Aquella gente no mostraba curiosidad por nada, en sus ojos vacíos se había perdido la esperanza. Caminar, caminar siempre, con el látigo encima, sin otro descanso que el de la muer-te. Me asombró ver la escasa cantidad de guardianes para tanta gente; pero al ver el aspecto de aquellos desgraciados, comprendí que eran seres sin alma, sin energías, verdaderos autómatas que desde hacía mucho tiempo no sabían más que echar un pie delante del otro. 

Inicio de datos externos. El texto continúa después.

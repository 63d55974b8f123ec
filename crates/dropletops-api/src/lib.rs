//! dropletops-api — the compute provider seam.
//!
//! [`ComputeApi`] is the port every workflow talks to. It covers exactly
//! the provider operations the toolkit needs: read the droplet, start a
//! snapshot action, read an action, list snapshots and delete one.
//!
//! [`DigitalOceanClient`] implements it against the DigitalOcean v2 REST
//! API. Tests substitute scripted fakes.
//!
//! # Architecture
//!
//! ```text
//! ComputeApi (trait)
//!   └── DigitalOceanClient
//!         ├── reqwest::Client (bearer token, request timeout)
//!         └── wire::* → dropletops_core types
//! ```

pub mod client;
pub mod error;
pub mod wire;

use async_trait::async_trait;

use dropletops_core::{Action, ActionId, Droplet, DropletId, Snapshot, SnapshotId};

pub use client::DigitalOceanClient;
pub use error::{ApiError, ApiResult};

/// Provider operations used by the snapshot lifecycle and health report.
#[async_trait]
pub trait ComputeApi: Send + Sync {
    /// Fetch droplet metadata.
    async fn get_droplet(&self, droplet: DropletId) -> ApiResult<Droplet>;

    /// Start a snapshot of the droplet. Returns the pending action.
    async fn create_snapshot(&self, droplet: DropletId, name: &str) -> ApiResult<Action>;

    /// Re-read an action started on the droplet.
    async fn get_action(&self, droplet: DropletId, action: ActionId) -> ApiResult<Action>;

    /// Every snapshot of the droplet, in the provider's listing order.
    async fn list_snapshots(&self, droplet: DropletId) -> ApiResult<Vec<Snapshot>>;

    /// Delete a single snapshot.
    async fn delete_snapshot(&self, snapshot: &SnapshotId) -> ApiResult<()>;
}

La caravana fue casi el doble en su principio de viaje; pero aquella mitad había quedado muerta en todas las cunetas. En el recorrido nacieron niños, habían muerto mujeres y hombres. Los alemanes necesitaban gente en los campos y Rusia les daba un económico material humano. Estaban destinados a trabajar sobre el estéril agro de Prusia, y sí morían allí, había otros para inclinarse sobre el surco.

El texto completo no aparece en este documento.